__Exercise brief__:
Reproduce the full set of records that follow, exactly as shown.
*** Block opens ***
use crate::{Error, Result};
use std::path::{Path, PathBuf};

/// Per-user locations for Trainer Desk data.
#[derive(Clone, Debug)]
pub struct DataDirs {
    data_dir: PathBuf,
}

impl DataDirs {
    /// Finds the platform data directory for the application.
    pub fn locate() -> Result<Self> {
        let dirs = directories::ProjectDirs::from("", "", "trainer_desk")
            .ok_or(Error::new("failed to get data directory"))?;
        Ok(Self::at(dirs.data_dir()))
    }

    /// Uses an explicit root instead of the platform directory.
    pub fn at(data_dir: impl AsRef<Path>) -> Self {
        Self {
            data_dir: data_dir.as_ref().to_path_buf(),
        }
    }

    pub fn data_dir(&self) -> &Path {
        &self.data_dir
    }

    /// The default database file.
    pub fn db_path(&self) -> PathBuf {
        self.data_dir.join("data/trainers.db")
    }

    /// The default log file.
    pub fn log_path(&self) -> PathBuf {
        self.data_dir.join("logs/desk.log")
    }
}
*** Block closes ***
__Output below__:
use crate::{Error, Result};
use std::path::{Path, PathBuf};

/// Per-user locations for Trainer Desk data.
#[derive(Clone, Debug)]
pub struct DataDirs {
    data_dir: PathBuf,
}

impl DataDirs {
    /// Finds the platform data directory for the application.
    pub fn locate() -> Result<Self> {
        let dirs = directories::ProjectDirs::from("", "", "trainer_desk")
            .ok_or(Error::new("failed to get data directory"))?;
        Ok(Self::at(dirs.data_dir()))
    }

    /// Uses an explicit root instead of the platform directory.
    pub fn at(data_dir: impl AsRef<Path>) -> Self {
        Self {
            data_dir: data_dir.as_ref().to_path_buf(),
        }
    }

    pub fn data_dir(&self) -> &Path {
        &self.data_dir
    }

    /// The default database file.
    pub fn db_path(&self) -> PathBuf {
        self.data_dir.join("data/trainers.db")
    }

    /// The default log file.
    pub fn log_path(&self) -> PathBuf {
        self.data_dir.join("logs/desk.log")
    }
}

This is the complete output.